Gözlerimi yavaş bir şekilde açarken, yakınlığının ve beni sıcak tutan kokusunun etkisinden biraz olsun çıkmak istedim. Beni, benim oyunumda yenemezdi. Ona biraz daha yaklaşıp, parmaklarımı ensesindeki saçlarının arasına geçirdiğimde, dudakları dudaklarımın yakınındaydı. Öpmedim.
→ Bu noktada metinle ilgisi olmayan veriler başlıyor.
//! # plasma-api — Operator Binary
//!
//! Loads the configuration, opens the ledger, checks it against the root
//! chain, starts the deposit watcher, and serves the HTTP API.
//!
//! The root chain here is the in-memory contract; a JSON-RPC contract client
//! plugs in through the same `RootChain` trait.

use std::path::PathBuf;
use std::sync::Arc;

use anyhow::Context;
use clap::Parser;
use tracing_subscriber::EnvFilter;

use plasma_api::config::{AppConfig, DEFAULT_CONFIG_PATH};
use plasma_api::state::AppState;
use plasma_chain::ChildChain;
use plasma_rootchain::{ensure_synchronized, DepositWatcher, MemoryRootChain, RootChain};

/// Plasma child-chain operator.
#[derive(Parser, Debug)]
#[command(name = "plasma-api", version, about, long_about = None)]
struct Cli {
    /// Path to the JSON configuration file.
    #[arg(long, default_value = DEFAULT_CONFIG_PATH)]
    conf: PathBuf,
}

#[tokio::main]
async fn main() -> anyhow::Result<()> {
    tracing_subscriber::fmt()
        .with_env_filter(EnvFilter::try_from_default_env().unwrap_or_else(|_| EnvFilter::new("info")))
        .init();

    let cli = Cli::parse();
    let config = AppConfig::load(&cli.conf)
        .with_context(|| format!("loading {}", cli.conf.display()))?;
    tracing::info!(?config, "configuration loaded");

    let operator = Arc::new(config.operator()?);
    let store = config.open_store().context("opening ledger store")?;
    let chain = Arc::new(ChildChain::open(store, config.chain_config())?);
    let root_chain: Arc<dyn RootChain> = Arc::new(MemoryRootChain::new(operator.address()));

    if let Err(e) = ensure_synchronized(root_chain.as_ref(), &chain).await {
        tracing::warn!(error = %e, "child chain starts out of step with root chain");
    }

    let _watcher = DepositWatcher::new(Arc::clone(&chain), Arc::clone(&operator))
        .spawn(root_chain.as_ref())
        .await
        .context("subscribing to deposit events")?;

    let app = plasma_api::app(AppState::new(chain, Arc::clone(&operator), root_chain));

    let addr = std::net::SocketAddr::from(([0, 0, 0, 0], config.port));
    tracing::info!(%addr, operator = %operator.address(), "plasma child chain listening");

    let listener = tokio::net::TcpListener::bind(addr).await?;
    axum::serve(listener, app).await?;

    Ok(())
}
//! # HTTP Middleware

pub mod metrics;
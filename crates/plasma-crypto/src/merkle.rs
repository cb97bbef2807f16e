//! # Fixed-Depth Merkle Tree
//!
//! A balanced binary Merkle tree of fixed depth used to commit each block's
//! transactions to the root chain. Only the root is published; a membership
//! proof lets an exit or challenge verifier check that one transaction is in
//! a block without seeing the others.
//!
//! ## Algorithm
//!
//! Domain-separated SHA-256:
//! - Leaf: `SHA256(0x00 || leaf_bytes)`.
//! - Node: `SHA256(0x01 || left || right)`.
//!
//! Slots past the last leaf hold per-level default hashes:
//! `zero[0] = [0; 32]`, `zero[l + 1] = node(zero[l], zero[l])`. The root of a
//! tree with no leaves is therefore `zero[depth]`, not an error.
//!
//! ## Proof Format
//!
//! A proof is the `depth` sibling hashes from the leaf level up to the level
//! below the root, concatenated into `32 * depth` bytes. The leaf index
//! selects the side at each level (`bit l` set means the sibling is on the
//! left), which is what a verifier with only byte slicing and integer
//! arithmetic needs.

use sha2::{Digest, Sha256};

use plasma_core::error::CryptoError;
use plasma_core::{CanonicalBytes, Digest32};

// ---------------------------------------------------------------------------
// Core hashing (domain-separated SHA-256)
// ---------------------------------------------------------------------------

/// Compute the leaf hash: `SHA256(0x00 || leaf_bytes)`.
pub fn leaf_hash(leaf: &CanonicalBytes) -> Digest32 {
    let mut hasher = Sha256::new();
    hasher.update([0x00]);
    hasher.update(leaf.as_bytes());
    finish(hasher)
}

/// Compute a parent node hash: `SHA256(0x01 || left || right)`.
pub fn node_hash(left: &Digest32, right: &Digest32) -> Digest32 {
    let mut hasher = Sha256::new();
    hasher.update([0x01]);
    hasher.update(left.as_bytes());
    hasher.update(right.as_bytes());
    finish(hasher)
}

fn finish(hasher: Sha256) -> Digest32 {
    let mut out = [0u8; 32];
    out.copy_from_slice(&hasher.finalize());
    Digest32(out)
}

/// Default hashes for empty subtrees, index `l` covering `2^l` leaves.
pub fn zero_hashes(depth: usize) -> Vec<Digest32> {
    let mut zeros = Vec::with_capacity(depth + 1);
    zeros.push(Digest32::ZERO);
    for l in 0..depth {
        let z = node_hash(&zeros[l], &zeros[l]);
        zeros.push(z);
    }
    zeros
}

// ---------------------------------------------------------------------------
// FixedMerkleTree
// ---------------------------------------------------------------------------

/// A fixed-depth Merkle tree over canonical leaf encodings.
///
/// Only populated nodes are stored; everything right of the last leaf is
/// implied by the zero hashes.
#[derive(Debug, Clone)]
pub struct FixedMerkleTree {
    depth: usize,
    /// `levels[0]` are leaf hashes, `levels[depth]` holds the root.
    levels: Vec<Vec<Digest32>>,
    zeros: Vec<Digest32>,
}

impl FixedMerkleTree {
    /// Build a tree of the given depth over `leaves`, in order.
    ///
    /// Fails if there are more leaves than `2^depth`.
    pub fn new(depth: usize, leaves: &[CanonicalBytes]) -> Result<Self, CryptoError> {
        if depth == 0 || depth >= usize::BITS as usize {
            return Err(CryptoError::Merkle(format!("unsupported depth {depth}")));
        }
        let capacity = 1usize << depth;
        if leaves.len() > capacity {
            return Err(CryptoError::Merkle(format!(
                "{} leaves exceed capacity {capacity}",
                leaves.len()
            )));
        }

        let zeros = zero_hashes(depth);
        let mut levels: Vec<Vec<Digest32>> = Vec::with_capacity(depth + 1);
        levels.push(leaves.iter().map(leaf_hash).collect());

        for l in 0..depth {
            let cur = &levels[l];
            let mut next = Vec::with_capacity((cur.len() + 1) / 2);
            for pair in cur.chunks(2) {
                let right = pair.get(1).unwrap_or(&zeros[l]);
                next.push(node_hash(&pair[0], right));
            }
            levels.push(next);
        }

        Ok(Self {
            depth,
            levels,
            zeros,
        })
    }

    /// Depth of the tree.
    pub fn depth(&self) -> usize {
        self.depth
    }

    /// Number of leaves the tree was built over.
    pub fn leaf_count(&self) -> usize {
        self.levels[0].len()
    }

    /// The root hash.
    pub fn root(&self) -> Digest32 {
        self.levels[self.depth]
            .first()
            .copied()
            .unwrap_or(self.zeros[self.depth])
    }

    /// Build the membership proof for the leaf at `index`.
    pub fn membership_proof(&self, index: usize) -> Result<Vec<u8>, CryptoError> {
        if index >= self.leaf_count() {
            return Err(CryptoError::Merkle(format!(
                "leaf index {index} out of range ({} leaves)",
                self.leaf_count()
            )));
        }
        let mut proof = Vec::with_capacity(32 * self.depth);
        let mut pos = index;
        for l in 0..self.depth {
            let sibling = self.levels[l].get(pos ^ 1).unwrap_or(&self.zeros[l]);
            proof.extend_from_slice(sibling.as_bytes());
            pos /= 2;
        }
        Ok(proof)
    }
}

/// Verify that `leaf` sits at `index` under `root`.
///
/// Returns `false` for malformed proofs rather than an error.
pub fn verify_membership(
    root: &Digest32,
    leaf: &CanonicalBytes,
    index: usize,
    proof: &[u8],
) -> bool {
    if proof.is_empty() || proof.len() % 32 != 0 {
        return false;
    }
    let depth = proof.len() / 32;
    if depth < usize::BITS as usize && index >> depth != 0 {
        return false;
    }

    let mut cur = leaf_hash(leaf);
    let mut pos = index;
    for chunk in proof.chunks(32) {
        let mut sibling = [0u8; 32];
        sibling.copy_from_slice(chunk);
        let sibling = Digest32(sibling);
        cur = if pos & 1 == 1 {
            node_hash(&sibling, &cur)
        } else {
            node_hash(&cur, &sibling)
        };
        pos /= 2;
    }
    cur == *root
}

#[cfg(test)]
mod tests {
    use super::*;
    use plasma_core::{Canonical, CanonicalWriter};

    struct Leaf(u64);

    impl Canonical for Leaf {
        fn write_canonical(&self, w: &mut CanonicalWriter) {
            w.put_u64(self.0);
        }
    }

    fn leaves(n: u64) -> Vec<CanonicalBytes> {
        (0..n).map(|i| CanonicalBytes::new(&Leaf(i))).collect()
    }

    #[test]
    fn empty_tree_has_zero_root() {
        let tree = FixedMerkleTree::new(16, &[]).unwrap();
        assert_eq!(tree.root(), zero_hashes(16)[16]);
        assert_ne!(tree.root(), Digest32::ZERO);
        assert!(tree.membership_proof(0).is_err());
    }

    #[test]
    fn single_leaf_root_folds_zero_siblings() {
        let l = leaves(1);
        let tree = FixedMerkleTree::new(2, &l).unwrap();
        let zeros = zero_hashes(2);
        let expected = node_hash(&node_hash(&leaf_hash(&l[0]), &zeros[0]), &zeros[1]);
        assert_eq!(tree.root(), expected);
    }

    #[test]
    fn every_leaf_proves_against_root() {
        let l = leaves(5);
        let tree = FixedMerkleTree::new(16, &l).unwrap();
        for (i, leaf) in l.iter().enumerate() {
            let proof = tree.membership_proof(i).unwrap();
            assert_eq!(proof.len(), 16 * 32);
            assert!(verify_membership(&tree.root(), leaf, i, &proof));
        }
    }

    #[test]
    fn proof_fails_for_wrong_leaf_or_index() {
        let l = leaves(4);
        let tree = FixedMerkleTree::new(4, &l).unwrap();
        let proof = tree.membership_proof(1).unwrap();
        assert!(!verify_membership(&tree.root(), &l[2], 1, &proof));
        assert!(!verify_membership(&tree.root(), &l[1], 2, &proof));
        assert!(!verify_membership(&tree.root(), &l[1], 1, &proof[..32]));
        assert!(!verify_membership(&tree.root(), &l[1], 1, &[]));
    }

    #[test]
    fn capacity_enforced() {
        assert!(FixedMerkleTree::new(2, &leaves(4)).is_ok());
        assert!(FixedMerkleTree::new(2, &leaves(5)).is_err());
    }

    #[test]
    fn leaf_and_node_domains_differ() {
        struct TwoDigests(Digest32);
        impl Canonical for TwoDigests {
            fn write_canonical(&self, w: &mut CanonicalWriter) {
                w.put(&self.0);
                w.put(&self.0);
            }
        }
        let a = Digest32([1u8; 32]);
        let as_leaf = leaf_hash(&CanonicalBytes::new(&TwoDigests(a)));
        assert_ne!(as_leaf, node_hash(&a, &a));
    }
}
Parmakları sırtıma yerleşti. "Uzaklaş," dedi bu sefer ciddi bir tonla. Oyunun rengini kendi değiştirmişti. Bakışlarımı yüzüne kaldırmadan, burnumu sakallarının arasına sürttüm. Tırnaklarım ensesine sürtündüğünde, bu onu tetiklemiş gibi koyu mavilerini sıkıca kapattı.
Burnundan sert bir soluk bıraktığında, "Kenara çek," dediği şöfördü. Bizimle hiç ilgilenmeyen koruması, Devrim'in verdiği ilk ikazla arabayı yolun kenarına çektiğinde, Devrim beni kendinden bir anlık uzaklaştırmıştı. "Arkadaki araçla devam et, önden geçin eve."
"Ama abi..."
"Dediğimi yap."
Koruması ikiletmeden arabadan indiğinde, dudaklarımdan tutamadığım bir gülüş çıkmıştı. "Her şey karşılıklı Devrim Karaoğlu," derken sesimdeki keyif tüm arabaya bulaşmış gibiydi. Devrim benim aksime kendisine hakaret etmişim gibi saçlarını dağıttığında, daha çok keyiflendim. Onu sinirlendirmek, kontrolü dışına çıkarmak çok zordu, biliyordum. Kaşlarını gerçekten çatarak bana döndüğünde, bu yüzden gülüşümü tutmak istedim. Yüzündeki dağınıklığı görmek buna yardımcı olmadığında, dudaklarımdan bir kahkaha daha çıkmıştı.
ŞİMDİ OKUDUĞUN
Kurt ve Kuzu
RomanceDevrim Karaoğlu hayatımdaki yangını görüp de sessiz kalmayan ilk kişiydi. Beni sevmeyen, hatta bunu belli etmekten çekinmeyen komşum olan bu adam, yangınıma sessiz kalmamıştı. Belki de Devrim Karaoğlu haklıydı. O bir kurt ve ben bir kuzuydum ama D...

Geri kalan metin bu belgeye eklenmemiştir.